I just
concluded Software Engineering at Google – Lessons Learned
from Programming Over Time
(Titus Winters, Tom Manshreck, Hyrum Wright, 2020, 599 pages), and it was a
long and surprisingly entertaining account of the main technical challenges
behind the ascension of Google to being what it is today.
Just
imagine a corporation growing from a few engineers in the late 1990’s to having
over 30.000 engineers, maintaining and improving an impressive repository of
over 2 billion lines of code!
In a sense,
Google’s story is unique. The scientific background of the founders, and
technical ingenuity of its incredible pool of talent, together with some quite
unique business practices and value-based management (not covered in this book,
but mentioned in some other books on this blog), made possible this colossus of
a company that we see today.
This book
is but a reflection of the qualities of the company, which is open to talk
publicly about its technical innovations in detail, and even the weaknesses and
failures committed along the way.
In the
meanwhile, the findings and technical advances Google did in software
engineering have to a great extent shaped the computing industry as a whole.
And what are the main topics involved in the technical history of Google, you
may ask?

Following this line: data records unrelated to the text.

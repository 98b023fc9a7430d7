use log::debug;
use rustc_hash::FxHashSet;

use crate::{
    graph::{SymbolFlags, SymbolId, SymbolKind},
    linker::{actions::AssemblyAction, optimizations::CodeOptimizations, LinkContext, Step},
    Result,
};

/// Seals types nothing derives from and devirtualizes methods nothing overrides.
///
/// Runs after sweeping, so "nothing" means nothing that survived. Interfaces are left alone.
/// A virtual method without kept overrides becomes `final`; in a sealed type it also loses
/// `virtual` unless it overrides a kept base method.
#[derive(Debug, Default)]
pub struct SealerStep {
    base_types: Option<FxHashSet<SymbolId>>,
}

impl SealerStep {
    /// Creates the step.
    #[must_use]
    pub fn new() -> Self {
        Self::default()
    }

    fn is_subclassed(&mut self, ctx: &LinkContext, ty: SymbolId) -> bool {
        self.base_types
            .get_or_insert_with(|| collect_base_types(ctx))
            .contains(&ty)
    }

    fn process_type(&mut self, ctx: &mut LinkContext, ty: SymbolId) -> (usize, usize) {
        let flags = ctx.graph.symbol(ty).flags;
        if flags.contains(SymbolFlags::INTERFACE) {
            return (0, 0);
        }

        let mut sealed_types = 0;
        if !flags.intersects(SymbolFlags::ABSTRACT | SymbolFlags::SEALED)
            && !self.is_subclassed(ctx, ty)
        {
            ctx.graph.symbol_mut(ty).flags.insert(SymbolFlags::SEALED);
            sealed_types += 1;
        }
        let type_sealed = ctx.graph.symbol(ty).has_flag(SymbolFlags::SEALED);

        let mut sealed_methods = 0;
        for method in ctx.graph.children(ty).to_vec() {
            let symbol = ctx.graph.symbol(method);
            if symbol.kind() != SymbolKind::Method
                || symbol.is_removed()
                || !symbol.has_flag(SymbolFlags::VIRTUAL)
                || symbol
                    .flags
                    .intersects(SymbolFlags::FINAL | SymbolFlags::ABSTRACT | SymbolFlags::RUNTIME)
                || !ctx.annotations.is_marked(method)
            {
                continue;
            }

            let overridden = ctx
                .annotations
                .overrides(method)
                .iter()
                .any(|o| ctx.annotations.is_marked(o.override_method));
            if overridden {
                continue;
            }

            let devirtualize = type_sealed
                && !ctx
                    .annotations
                    .base_methods(method)
                    .iter()
                    .any(|base| ctx.annotations.is_marked(*base));
            let flags = &mut ctx.graph.symbol_mut(method).flags;
            flags.insert(SymbolFlags::FINAL);
            if devirtualize {
                flags.remove(SymbolFlags::VIRTUAL | SymbolFlags::FINAL | SymbolFlags::NEW_SLOT);
            }
            sealed_methods += 1;
        }
        (sealed_types, sealed_methods)
    }
}

impl Step for SealerStep {
    fn name(&self) -> &'static str {
        "SealerStep"
    }

    fn process(&mut self, ctx: &mut LinkContext) -> Result<()> {
        for module in ctx.graph.modules().to_vec() {
            if ctx.graph.symbol(module).is_removed()
                || ctx.action_of(module) != AssemblyAction::Link
                || !ctx.is_optimization_enabled(CodeOptimizations::SEALER, module)
            {
                continue;
            }

            let (mut types, mut methods) = (0, 0);
            for ty in ctx.graph.types_of(module) {
                if ctx.graph.symbol(ty).is_removed() {
                    continue;
                }
                let (t, m) = self.process_type(ctx, ty);
                types += t;
                methods += m;
            }
            debug!(
                "Sealed {types} types and {methods} methods of '{}'",
                ctx.graph.assembly_of(module)
            );
        }
        self.base_types = None;
        Ok(())
    }
}

/// Every type some kept type derives from directly.
fn collect_base_types(ctx: &LinkContext) -> FxHashSet<SymbolId> {
    let mut bases = FxHashSet::default();
    for module in ctx.graph.modules() {
        if ctx.graph.symbol(*module).is_removed() {
            continue;
        }
        for ty in ctx.graph.types_of(*module) {
            if ctx.graph.symbol(ty).is_removed() {
                continue;
            }
            if let Some(base) = ctx.graph.base_type(ty) {
                bases.insert(base);
            }
        }
    }
    bases
}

Well, there are plenty.
To start
with, there is the simple and yet powerful distinction made in the book between
programming (creating a piece of code that works here and now) and software
engineering (building code that can last, and adapt, on long term; decades, in
Google’s case). This distinction is spot on, because it permeates most of the
main challenges that come up when scaling.
Unit
testing, for example, is something Google learned and started adopting in 2005,
to basically give confidence in further changes over the growing code base for
the Google Web Server. Code review, and all the internal tooling created for it
is another great asset in the company, shaping its culture from the beginning,
and properly scaled-up
over time.
Building,
and the continuous integration (CI) of changes is yet another area where
massive tooling were added over time, allowing for performant distributed
builds of parts of their large code base.
By the way,
the choice to keep the code in just one repository (Google’s famous Monorepo),
and all the work around managing code dependencies is also described in great
details in the book.
In addition,
very interesting discussions over the evolution of CaaS (Compute as a Service)
brings great food for thought, with the many trade-offs between the multiple
options for “sourcing hardware”. From running code on local workstation, to
managing (or not) virtual machines and containers, to serverless architecture.
Finally, the
multiple effects of Hyrum’s law is another very interesting aspect of this
book. Basically, the law states that “any observable state of a system may come
to be relied upon”. At the scale Google operates, this plays a significant
role, not only technically with the multiple challenges associated, but also
business-wise, since different systems at Google, whose idiosyncrasies some
clients may come to depend on, may also need to evolve over time, in order to
keep up with the pace of technology. I find, therefore, this book to be a
fascinating insight over a successful technological evolution for a company
that is a daily part of billions of people’s lives, including mine.